* [Task to carry out] Search the material below for lines containing the string "approved", and copy every one you find.

┌─ Provided data

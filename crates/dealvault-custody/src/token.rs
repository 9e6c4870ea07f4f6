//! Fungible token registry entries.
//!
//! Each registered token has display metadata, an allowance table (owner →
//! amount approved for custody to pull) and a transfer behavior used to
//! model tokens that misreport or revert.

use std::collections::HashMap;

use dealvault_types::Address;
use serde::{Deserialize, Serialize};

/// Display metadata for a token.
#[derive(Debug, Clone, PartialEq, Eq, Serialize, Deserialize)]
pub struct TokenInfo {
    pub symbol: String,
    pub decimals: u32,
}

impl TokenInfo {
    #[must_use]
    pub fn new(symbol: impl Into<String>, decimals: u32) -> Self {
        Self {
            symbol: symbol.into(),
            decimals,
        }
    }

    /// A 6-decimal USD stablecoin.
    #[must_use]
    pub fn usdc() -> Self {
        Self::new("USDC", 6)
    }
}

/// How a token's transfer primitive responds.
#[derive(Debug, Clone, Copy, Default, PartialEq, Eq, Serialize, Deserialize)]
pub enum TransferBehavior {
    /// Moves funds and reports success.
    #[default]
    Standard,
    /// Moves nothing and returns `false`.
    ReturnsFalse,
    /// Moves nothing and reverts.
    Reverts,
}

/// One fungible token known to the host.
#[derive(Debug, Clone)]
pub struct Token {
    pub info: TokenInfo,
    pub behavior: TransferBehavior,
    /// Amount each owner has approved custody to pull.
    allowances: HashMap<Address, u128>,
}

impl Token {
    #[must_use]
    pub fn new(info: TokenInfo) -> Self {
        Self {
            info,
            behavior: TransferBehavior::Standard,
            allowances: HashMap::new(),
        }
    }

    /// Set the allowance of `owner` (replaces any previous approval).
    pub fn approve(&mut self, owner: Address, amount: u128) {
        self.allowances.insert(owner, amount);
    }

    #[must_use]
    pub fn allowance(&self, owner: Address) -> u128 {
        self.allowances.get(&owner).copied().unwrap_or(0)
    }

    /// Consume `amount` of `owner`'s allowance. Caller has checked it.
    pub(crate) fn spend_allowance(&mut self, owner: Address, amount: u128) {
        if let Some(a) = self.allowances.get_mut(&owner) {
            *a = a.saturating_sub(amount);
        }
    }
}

└─

* [Task response]
//! amount approved for custody to pull) and a transfer behavior used to
    /// Amount each owner has approved custody to pull.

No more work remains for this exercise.